[Dataset entries]
##############################

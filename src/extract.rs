//! Variable reference extraction from template text.
//!
//! A reference is written `{{name}}`. The accepted grammar is:
//!
//! - exactly two opening braces, optional whitespace, an identifier, optional whitespace, exactly
//!   two closing braces;
//! - an identifier is `[A-Za-z_$][A-Za-z0-9_$]*`: ASCII letters, digits, underscore or dollar sign,
//!   not starting with a digit.
//!
//! Anything else is not a reference: an unterminated `{{`, a nested marker such as `{{{a}}}`
//! (brace runs longer than two on either side), empty braces, or content that is not a single
//! identifier (`{{a b}}`, `{{1a}}`). Scanning never fails; malformed markers are skipped.
//!
//! ```rust
//! use pipeline_graph::extract::extract_references;
//!
//! let refs = extract_references("{{a}} and {{ b }} and {{a}}");
//! assert_eq!(refs, vec!["a", "b"]);
//! ```

use crate::properties::NodeId;
use once_cell::sync::Lazy;
use regex::Regex;
use std::{collections::BTreeSet, ops::Range};

/// Brace runs are captured whole so that nested markers can be rejected after matching.
static REFERENCE_PATTERN: Lazy<Regex> = Lazy::new(|| {
    Regex::new(r"(\{+)\s*([A-Za-z_$][A-Za-z0-9_$]*)\s*(\}+)")
        .expect("reference pattern is a valid regex")
});

/// A single well-formed reference occurrence within a text.
#[derive(Debug, Clone, PartialEq, Eq)]
pub struct Reference {
    /// The referenced identifier, whitespace trimmed.
    pub name: NodeId,
    /// Byte range of the whole `{{ ... }}` marker.
    pub span: Range<usize>,
    /// 1-based line of the opening braces.
    pub line: usize,
    /// 1-based column (in chars) of the opening braces.
    pub column: usize,
}

/// Every well-formed reference in `text`, in order of appearance, duplicates included.
pub fn scan_references(text: &str) -> Vec<Reference> {
    REFERENCE_PATTERN
        .captures_iter(text)
        .filter_map(|caps| {
            let open = caps.get(1)?;
            let name = caps.get(2)?;
            let close = caps.get(3)?;
            if open.len() != 2 || close.len() != 2 {
                return None;
            }
            let (line, column) = line_column(text, open.start());
            Some(Reference {
                name: NodeId::from(name.as_str()),
                span: open.start()..close.end(),
                line,
                column,
            })
        })
        .collect()
}

/// The identifiers referenced by `text`, duplicates removed, in first-occurrence order.
pub fn extract_references(text: &str) -> Vec<NodeId> {
    let mut seen = BTreeSet::new();
    scan_references(text)
        .into_iter()
        .filter_map(|reference| {
            if seen.insert(reference.name.clone()) {
                Some(reference.name)
            } else {
                None
            }
        })
        .collect()
}

fn line_column(text: &str, offset: usize) -> (usize, usize) {
    let before = &text[..offset];
    let line = before.matches('\n').count() + 1;
    let line_start = before.rfind('\n').map(|idx| idx + 1).unwrap_or(0);
    let column = before[line_start..].chars().count() + 1;
    (line, column)
}
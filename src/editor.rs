use crate::{
    allocator::IdAllocator,
    config::EditorConfig,
    error::PipelineError,
    event::GraphEvent,
    extract::extract_references,
    graph::PipelineGraph,
    properties::{Connection, Edge, EdgeId, NodeId, NodeKind, PipelineNode, Position},
    submit::{PipelineSnapshot, PipelineSubmitter, PipelineSummary},
    sync::{sync_node, SyncReport},
    Result,
};
use parking_lot::RwLock;
use serde_json::Value;
use std::{collections::BTreeSet, sync::Arc};
use tokio::sync::mpsc::{unbounded_channel, UnboundedReceiver, UnboundedSender};

/// An editor shared between a UI thread and other readers (e.g. a submission task).
pub type SharedEditor = Arc<RwLock<PipelineEditor>>;

/// The state owner behind a pipeline editor canvas.
///
/// Every UI input maps onto one explicit method call: node creation and deletion, text changes,
/// connect and disconnect gestures. Each call runs to completion synchronously and reports what it
/// changed through the optional [GraphEvent] channel, so a UI knows when to re-render.
///
/// Text changes are reconciled right away in [crate::config::ReconcileMode::Immediate] mode. In
/// [crate::config::ReconcileMode::Deferred] mode the text is stored on the node but reconciliation
/// waits for [PipelineEditor::flush]. Since flushing reads the text the node holds at that time,
/// the newest edit always wins over earlier ones made in the same window.
#[derive(Debug, Default)]
pub struct PipelineEditor {
    graph: PipelineGraph,
    ids: IdAllocator,
    config: EditorConfig,
    tx: Option<UnboundedSender<GraphEvent>>,
    pending: BTreeSet<NodeId>,
}

impl PipelineEditor {
    /// Create an editor.
    ///
    /// # Arguments
    /// * `config` - Editor behavior (default template text, reconcile mode)
    /// * `tx` - Optional channel sender for GraphEvents (if None, events are not transmitted)
    pub fn new(config: EditorConfig, tx: Option<UnboundedSender<GraphEvent>>) -> PipelineEditor {
        PipelineEditor {
            graph: PipelineGraph::new(),
            ids: IdAllocator::new(),
            config,
            tx,
            pending: BTreeSet::new(),
        }
    }

    /// Create an editor with default configuration and no event receiver.
    pub fn simple() -> PipelineEditor {
        PipelineEditor::new(EditorConfig::default(), None)
    }

    /// Restore an editor from a snapshot. All template nodes are reconciled once so that the
    /// loaded auto edges agree with the loaded text.
    ///
    /// Id counters start past every id in use and every id still referenced by template text, so
    /// a reference to a node deleted before the snapshot was taken never re-attaches to a new one.
    pub fn from_snapshot(
        snapshot: PipelineSnapshot,
        config: EditorConfig,
        tx: Option<UnboundedSender<GraphEvent>>,
    ) -> Result<PipelineEditor> {
        let mut editor = PipelineEditor::new(config, tx);
        editor.graph = PipelineGraph::try_from(snapshot)?;
        editor.seed_allocator();
        editor.resync_all();
        Ok(editor)
    }

    fn seed_allocator(&mut self) {
        let PipelineEditor { graph, ids, .. } = self;
        for node in graph.nodes() {
            ids.observe(node.id.as_str());
            if let Some(text) = node.template_text() {
                for name in extract_references(text) {
                    ids.observe(name.as_str());
                }
            }
        }
    }

    pub fn into_shared(self) -> SharedEditor {
        Arc::new(RwLock::new(self))
    }

    /// Replace the event sender with a fresh channel and return its receiver.
    pub fn subscribe(&mut self) -> UnboundedReceiver<GraphEvent> {
        let (tx, rx) = unbounded_channel();
        self.tx = Some(tx);
        rx
    }

    pub fn graph(&self) -> &PipelineGraph {
        &self.graph
    }

    pub fn config(&self) -> &EditorConfig {
        &self.config
    }

    /// Nodes with text changes awaiting [PipelineEditor::flush].
    pub fn pending(&self) -> impl Iterator<Item = &NodeId> {
        self.pending.iter()
    }

    fn emit(&self, event: GraphEvent) {
        if let Some(tx) = self.tx.as_ref() {
            if let Err(e) = tx.send(event) {
                let err = PipelineError::from(e);
                tracing::warn!("[PipelineEditor] event receiver dropped: {err}");
            }
        }
    }

    fn emit_sync(&self, report: &SyncReport) {
        if !report.is_noop() {
            self.emit(GraphEvent::EdgesSynced {
                target: report.target.clone(),
                added: report.added.clone(),
                removed: report.removed.clone(),
            });
        }
    }

    /// Create a node of `kind` at `position` with a freshly allocated id and default field values.
    /// Template nodes start with the configured default text, which is reconciled right away.
    pub fn create_node(&mut self, kind: NodeKind, position: Position) -> Result<NodeId> {
        let graph = &self.graph;
        let id = self
            .ids
            .next_id(kind, |candidate| graph.contains_node(candidate.as_str()));
        let mut node = PipelineNode::new(id.clone(), kind).with_position(position);
        if let Some(field) = kind.template_field() {
            node.data.insert(
                field.to_string(),
                Value::String(self.config.default_text.clone()),
            );
        }
        self.insert_node(node)?;
        Ok(id)
    }

    /// Insert a fully built node. Its id must not already be in use.
    pub fn insert_node(&mut self, node: PipelineNode) -> Result<()> {
        let id = node.id.clone();
        let is_template = node.kind.is_template();
        self.graph.add_node(node)?;
        self.emit(GraphEvent::NodeAdded(id.clone()));
        if is_template {
            self.reconcile_or_defer(&id);
        }
        Ok(())
    }

    /// Delete a node. Edges attached to it stay until removed explicitly or, for auto edges, until
    /// the next reconciliation of their target.
    pub fn delete_node(&mut self, id: &str) -> Result<PipelineNode> {
        let node = self
            .graph
            .remove_node(id)
            .ok_or_else(|| PipelineError::NodeNotFound(id.to_string()))?;
        self.pending.remove(id);
        self.emit(GraphEvent::NodeRemoved(node.id.clone()));
        Ok(node)
    }

    /// Handle a text edit on a template node.
    ///
    /// Returns the reconciliation report in immediate mode, `None` in deferred mode or when the
    /// node has no template field.
    pub fn on_text_changed(&mut self, id: &str, text: &str) -> Result<Option<SyncReport>> {
        let kind = self
            .graph
            .node(id)
            .map(|node| node.kind)
            .ok_or_else(|| PipelineError::NodeNotFound(id.to_string()))?;
        let Some(field) = kind.template_field() else {
            tracing::debug!("[PipelineEditor] text change on non-template node {id} ignored");
            return Ok(None);
        };
        self.graph
            .update_node_field(id, field, Value::String(text.to_string()))?;
        self.emit(GraphEvent::NodeUpdated(NodeId::from(id), field.to_string()));
        Ok(self.reconcile_or_defer(&NodeId::from(id)))
    }

    /// Update any data field. Every write to a template field is reconciled: strings go through
    /// [PipelineEditor::on_text_changed], any other value counts as text without references.
    pub fn update_field(&mut self, id: &str, field: &str, value: Value) -> Result<()> {
        let template_field = self.graph.node(id).and_then(|node| node.kind.template_field());
        let is_template_write = template_field == Some(field);
        let value = match value {
            Value::String(text) if is_template_write => {
                self.on_text_changed(id, &text)?;
                return Ok(());
            }
            other => other,
        };
        self.graph.update_node_field(id, field, value)?;
        self.emit(GraphEvent::NodeUpdated(NodeId::from(id), field.to_string()));
        if is_template_write {
            self.reconcile_or_defer(&NodeId::from(id));
        }
        Ok(())
    }

    fn reconcile_or_defer(&mut self, id: &NodeId) -> Option<SyncReport> {
        if self.config.is_deferred() {
            self.pending.insert(id.clone());
            return None;
        }
        let report = sync_node(&mut self.graph, id.as_str());
        self.emit_sync(&report);
        Some(report)
    }

    /// Reconcile every node with a deferred text change, in node id order.
    pub fn flush(&mut self) -> Vec<SyncReport> {
        let pending = std::mem::take(&mut self.pending);
        let mut reports = Vec::with_capacity(pending.len());
        for id in pending {
            if !self.graph.contains_node(id.as_str()) {
                continue;
            }
            let report = sync_node(&mut self.graph, id.as_str());
            self.emit_sync(&report);
            reports.push(report);
        }
        reports
    }

    /// Reconcile every template node, clearing any pending work. Removes auto edges left dangling
    /// by deleted sources anywhere in the graph.
    pub fn resync_all(&mut self) -> Vec<SyncReport> {
        self.pending.clear();
        let templates = self
            .graph
            .nodes()
            .filter(|node| node.kind.is_template())
            .map(|node| node.id.clone())
            .collect::<Vec<_>>();
        templates
            .into_iter()
            .map(|id| {
                let report = sync_node(&mut self.graph, id.as_str());
                self.emit_sync(&report);
                report
            })
            .collect()
    }

    /// Handle a manual connect gesture. Returns `None` if the same connection already exists.
    pub fn connect(&mut self, connection: &Connection) -> Result<Option<EdgeId>> {
        let added = self.graph.add_edge(connection)?;
        if let Some(id) = added.as_ref() {
            self.emit(GraphEvent::EdgeAdded(id.clone()));
        }
        Ok(added)
    }

    /// Delete an edge explicitly.
    pub fn disconnect(&mut self, edge_id: &str) -> Result<Edge> {
        let edge = self
            .graph
            .remove_edge(edge_id)
            .ok_or_else(|| PipelineError::EdgeNotFound(edge_id.to_string()))?;
        self.emit(GraphEvent::EdgeRemoved(edge.id.clone()));
        Ok(edge)
    }

    pub fn snapshot(&self) -> PipelineSnapshot {
        PipelineSnapshot::from(&self.graph)
    }

    pub fn summary(&self) -> PipelineSummary {
        PipelineSummary::from(&self.graph)
    }

    /// Flush deferred text changes, then hand the snapshot to `submitter`.
    pub fn submit(&mut self, submitter: &dyn PipelineSubmitter) -> Result<PipelineSummary> {
        self.flush();
        let snapshot = self.snapshot();
        let summary = self.summary();
        tracing::info!(
            "[PipelineEditor] submitting pipeline: {} nodes, {} edges, dag: {}",
            summary.num_nodes,
            summary.num_edges,
            summary.is_dag
        );
        submitter.submit(&snapshot)?;
        Ok(summary)
    }
}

##############################

In the records above, locate every line with the string "usize" and copy it.

### SOLVED PROBLEM
    pub span: Range<usize>,
    pub line: usize,
    pub column: usize,
fn line_column(text: &str, offset: usize) -> (usize, usize) {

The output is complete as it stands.